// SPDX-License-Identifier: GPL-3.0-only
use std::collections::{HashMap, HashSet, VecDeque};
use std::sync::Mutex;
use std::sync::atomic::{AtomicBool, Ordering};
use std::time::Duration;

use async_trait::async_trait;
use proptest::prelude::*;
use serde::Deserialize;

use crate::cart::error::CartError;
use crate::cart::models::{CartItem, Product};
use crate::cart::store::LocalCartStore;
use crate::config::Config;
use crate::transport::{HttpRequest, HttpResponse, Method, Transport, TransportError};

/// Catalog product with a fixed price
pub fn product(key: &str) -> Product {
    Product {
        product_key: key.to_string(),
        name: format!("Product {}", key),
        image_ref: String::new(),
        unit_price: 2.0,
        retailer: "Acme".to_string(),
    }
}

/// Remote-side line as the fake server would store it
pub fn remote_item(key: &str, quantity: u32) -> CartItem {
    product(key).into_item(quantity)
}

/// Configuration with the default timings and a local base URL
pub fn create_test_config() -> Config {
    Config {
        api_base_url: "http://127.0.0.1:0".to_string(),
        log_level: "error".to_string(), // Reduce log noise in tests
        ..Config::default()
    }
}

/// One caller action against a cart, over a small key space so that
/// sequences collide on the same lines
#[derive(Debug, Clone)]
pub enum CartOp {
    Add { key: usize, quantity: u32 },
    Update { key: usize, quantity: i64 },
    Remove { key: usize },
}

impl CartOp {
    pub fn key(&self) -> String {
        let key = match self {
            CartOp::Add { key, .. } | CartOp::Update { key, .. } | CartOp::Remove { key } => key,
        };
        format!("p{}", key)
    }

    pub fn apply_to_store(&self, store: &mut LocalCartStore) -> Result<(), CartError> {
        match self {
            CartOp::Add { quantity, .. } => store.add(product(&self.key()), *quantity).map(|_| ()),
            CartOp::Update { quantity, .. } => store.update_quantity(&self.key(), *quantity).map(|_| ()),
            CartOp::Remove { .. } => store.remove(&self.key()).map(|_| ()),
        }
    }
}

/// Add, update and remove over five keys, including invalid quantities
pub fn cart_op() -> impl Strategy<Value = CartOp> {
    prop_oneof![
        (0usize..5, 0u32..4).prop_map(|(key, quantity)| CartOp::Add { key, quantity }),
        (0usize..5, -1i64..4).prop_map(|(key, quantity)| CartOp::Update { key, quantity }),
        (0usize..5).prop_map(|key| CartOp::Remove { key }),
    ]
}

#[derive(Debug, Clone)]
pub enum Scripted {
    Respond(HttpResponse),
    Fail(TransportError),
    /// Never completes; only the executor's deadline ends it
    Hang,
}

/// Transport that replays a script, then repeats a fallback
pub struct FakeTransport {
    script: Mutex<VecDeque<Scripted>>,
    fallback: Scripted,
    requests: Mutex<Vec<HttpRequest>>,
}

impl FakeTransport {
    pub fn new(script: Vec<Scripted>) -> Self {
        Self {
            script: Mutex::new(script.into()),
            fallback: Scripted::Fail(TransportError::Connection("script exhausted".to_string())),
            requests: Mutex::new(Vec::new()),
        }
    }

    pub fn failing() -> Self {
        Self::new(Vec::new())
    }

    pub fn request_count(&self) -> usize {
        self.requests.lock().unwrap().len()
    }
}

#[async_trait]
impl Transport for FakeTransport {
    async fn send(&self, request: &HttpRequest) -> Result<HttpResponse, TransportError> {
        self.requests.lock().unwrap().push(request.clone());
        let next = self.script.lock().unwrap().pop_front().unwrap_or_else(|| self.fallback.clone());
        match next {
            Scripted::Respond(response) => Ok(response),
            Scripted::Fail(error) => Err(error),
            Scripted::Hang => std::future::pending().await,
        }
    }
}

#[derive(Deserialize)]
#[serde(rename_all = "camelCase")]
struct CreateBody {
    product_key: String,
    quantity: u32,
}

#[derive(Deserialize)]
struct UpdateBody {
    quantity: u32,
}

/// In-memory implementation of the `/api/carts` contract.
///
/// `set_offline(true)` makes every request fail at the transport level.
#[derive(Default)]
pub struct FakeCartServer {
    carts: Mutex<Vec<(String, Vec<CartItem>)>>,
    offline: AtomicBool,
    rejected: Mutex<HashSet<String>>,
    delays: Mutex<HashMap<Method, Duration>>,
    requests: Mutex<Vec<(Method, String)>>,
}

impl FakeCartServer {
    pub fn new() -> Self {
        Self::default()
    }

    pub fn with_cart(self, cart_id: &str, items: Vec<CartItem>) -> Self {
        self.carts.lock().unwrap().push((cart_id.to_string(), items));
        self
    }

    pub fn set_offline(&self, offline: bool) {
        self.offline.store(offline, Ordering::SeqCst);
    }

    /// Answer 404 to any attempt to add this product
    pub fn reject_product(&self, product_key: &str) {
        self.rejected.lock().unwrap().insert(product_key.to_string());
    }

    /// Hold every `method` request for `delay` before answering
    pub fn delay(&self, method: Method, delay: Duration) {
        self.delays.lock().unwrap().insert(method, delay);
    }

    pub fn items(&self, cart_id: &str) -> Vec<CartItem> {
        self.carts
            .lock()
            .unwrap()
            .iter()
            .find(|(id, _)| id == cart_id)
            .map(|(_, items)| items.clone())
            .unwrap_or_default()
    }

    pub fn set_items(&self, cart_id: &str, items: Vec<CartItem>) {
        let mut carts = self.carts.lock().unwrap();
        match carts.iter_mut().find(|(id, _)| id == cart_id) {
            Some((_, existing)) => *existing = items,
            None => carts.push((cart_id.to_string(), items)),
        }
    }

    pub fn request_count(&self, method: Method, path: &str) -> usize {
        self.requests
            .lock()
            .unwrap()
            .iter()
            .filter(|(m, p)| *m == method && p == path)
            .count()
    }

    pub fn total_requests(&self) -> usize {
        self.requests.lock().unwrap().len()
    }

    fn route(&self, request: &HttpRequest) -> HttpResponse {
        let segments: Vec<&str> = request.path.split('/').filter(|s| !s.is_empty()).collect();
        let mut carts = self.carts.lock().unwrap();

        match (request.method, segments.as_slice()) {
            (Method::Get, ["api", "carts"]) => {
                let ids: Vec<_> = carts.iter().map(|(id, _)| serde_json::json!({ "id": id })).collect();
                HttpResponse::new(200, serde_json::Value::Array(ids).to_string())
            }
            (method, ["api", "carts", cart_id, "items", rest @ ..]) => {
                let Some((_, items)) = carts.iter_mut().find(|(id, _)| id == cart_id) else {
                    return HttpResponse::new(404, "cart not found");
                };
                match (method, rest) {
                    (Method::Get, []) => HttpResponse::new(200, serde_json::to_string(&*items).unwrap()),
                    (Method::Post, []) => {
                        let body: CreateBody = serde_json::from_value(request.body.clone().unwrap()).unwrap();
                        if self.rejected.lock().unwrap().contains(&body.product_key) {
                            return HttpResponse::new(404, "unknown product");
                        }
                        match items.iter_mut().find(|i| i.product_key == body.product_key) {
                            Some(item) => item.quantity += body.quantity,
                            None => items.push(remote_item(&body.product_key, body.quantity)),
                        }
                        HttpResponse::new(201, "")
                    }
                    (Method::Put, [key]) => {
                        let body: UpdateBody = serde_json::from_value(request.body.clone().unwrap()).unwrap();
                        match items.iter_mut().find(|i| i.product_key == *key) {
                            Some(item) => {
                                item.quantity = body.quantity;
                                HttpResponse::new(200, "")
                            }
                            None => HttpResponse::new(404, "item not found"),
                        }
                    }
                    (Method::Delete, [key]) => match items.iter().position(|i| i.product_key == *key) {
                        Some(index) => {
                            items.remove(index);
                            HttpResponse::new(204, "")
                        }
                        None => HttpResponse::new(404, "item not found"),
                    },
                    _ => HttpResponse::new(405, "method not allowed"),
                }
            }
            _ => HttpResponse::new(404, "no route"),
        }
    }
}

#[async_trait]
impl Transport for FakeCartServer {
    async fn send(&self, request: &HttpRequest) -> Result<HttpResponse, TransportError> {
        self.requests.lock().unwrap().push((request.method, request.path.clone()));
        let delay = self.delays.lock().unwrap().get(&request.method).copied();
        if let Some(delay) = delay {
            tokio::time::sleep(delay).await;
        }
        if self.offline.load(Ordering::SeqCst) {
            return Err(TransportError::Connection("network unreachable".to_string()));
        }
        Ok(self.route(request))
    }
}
════════
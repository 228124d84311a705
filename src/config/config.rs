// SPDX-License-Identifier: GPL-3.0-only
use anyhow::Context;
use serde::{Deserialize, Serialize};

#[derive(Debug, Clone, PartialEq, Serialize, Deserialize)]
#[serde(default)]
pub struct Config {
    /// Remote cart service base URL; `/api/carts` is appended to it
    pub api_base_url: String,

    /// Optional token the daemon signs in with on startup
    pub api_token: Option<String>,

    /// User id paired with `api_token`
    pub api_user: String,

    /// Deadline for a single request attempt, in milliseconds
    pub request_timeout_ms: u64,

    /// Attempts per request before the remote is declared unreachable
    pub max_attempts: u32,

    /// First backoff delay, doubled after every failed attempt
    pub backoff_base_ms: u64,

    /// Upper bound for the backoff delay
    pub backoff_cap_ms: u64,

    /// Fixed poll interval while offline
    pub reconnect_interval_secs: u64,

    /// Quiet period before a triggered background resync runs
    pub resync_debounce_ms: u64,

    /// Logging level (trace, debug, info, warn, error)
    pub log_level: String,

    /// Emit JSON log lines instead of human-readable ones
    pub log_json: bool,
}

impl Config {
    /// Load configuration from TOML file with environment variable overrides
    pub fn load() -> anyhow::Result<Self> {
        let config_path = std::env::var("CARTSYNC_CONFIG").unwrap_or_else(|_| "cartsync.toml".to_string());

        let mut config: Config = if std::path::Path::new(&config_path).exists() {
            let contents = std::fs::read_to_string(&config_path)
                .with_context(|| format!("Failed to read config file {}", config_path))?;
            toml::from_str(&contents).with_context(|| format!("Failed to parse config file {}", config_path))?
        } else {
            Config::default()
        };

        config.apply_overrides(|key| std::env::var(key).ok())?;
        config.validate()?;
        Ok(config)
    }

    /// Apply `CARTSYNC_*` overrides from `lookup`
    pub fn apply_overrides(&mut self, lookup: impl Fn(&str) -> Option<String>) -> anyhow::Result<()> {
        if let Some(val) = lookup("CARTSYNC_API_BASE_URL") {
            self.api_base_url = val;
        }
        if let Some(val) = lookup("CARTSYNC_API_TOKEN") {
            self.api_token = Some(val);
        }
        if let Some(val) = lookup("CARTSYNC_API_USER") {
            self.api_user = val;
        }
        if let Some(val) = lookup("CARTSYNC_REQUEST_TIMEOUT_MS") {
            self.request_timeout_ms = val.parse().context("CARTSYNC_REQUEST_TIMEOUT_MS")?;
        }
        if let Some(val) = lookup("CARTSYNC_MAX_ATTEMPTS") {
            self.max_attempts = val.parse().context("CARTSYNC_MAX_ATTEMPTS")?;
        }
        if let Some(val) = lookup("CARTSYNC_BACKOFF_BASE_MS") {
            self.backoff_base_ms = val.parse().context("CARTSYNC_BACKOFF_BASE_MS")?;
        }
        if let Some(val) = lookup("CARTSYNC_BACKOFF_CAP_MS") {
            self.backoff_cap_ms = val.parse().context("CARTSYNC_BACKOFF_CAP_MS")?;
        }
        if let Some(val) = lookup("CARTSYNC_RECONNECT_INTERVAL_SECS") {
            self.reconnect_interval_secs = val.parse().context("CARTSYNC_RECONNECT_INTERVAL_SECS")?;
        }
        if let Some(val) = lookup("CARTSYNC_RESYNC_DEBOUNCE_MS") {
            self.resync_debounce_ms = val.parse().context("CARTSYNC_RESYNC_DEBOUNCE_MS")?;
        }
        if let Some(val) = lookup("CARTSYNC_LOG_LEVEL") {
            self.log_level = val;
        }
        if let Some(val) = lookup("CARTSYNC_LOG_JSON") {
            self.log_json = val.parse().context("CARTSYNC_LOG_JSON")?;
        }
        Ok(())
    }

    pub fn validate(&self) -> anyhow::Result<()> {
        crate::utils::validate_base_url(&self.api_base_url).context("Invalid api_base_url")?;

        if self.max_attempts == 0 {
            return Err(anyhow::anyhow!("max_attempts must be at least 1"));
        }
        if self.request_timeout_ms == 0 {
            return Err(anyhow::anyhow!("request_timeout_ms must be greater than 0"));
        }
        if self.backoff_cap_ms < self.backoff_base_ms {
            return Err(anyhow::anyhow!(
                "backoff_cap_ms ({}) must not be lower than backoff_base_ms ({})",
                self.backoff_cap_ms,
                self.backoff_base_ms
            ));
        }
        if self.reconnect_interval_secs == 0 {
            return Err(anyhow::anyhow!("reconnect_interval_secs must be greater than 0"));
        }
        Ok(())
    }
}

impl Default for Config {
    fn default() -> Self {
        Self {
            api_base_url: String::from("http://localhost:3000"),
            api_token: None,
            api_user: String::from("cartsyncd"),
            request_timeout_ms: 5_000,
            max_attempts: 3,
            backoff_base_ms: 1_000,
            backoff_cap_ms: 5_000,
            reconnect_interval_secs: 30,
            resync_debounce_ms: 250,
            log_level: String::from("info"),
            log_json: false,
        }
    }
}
════════
Work through the material above and count the lines that contain the word "Ordering". Only the number is to be given.

3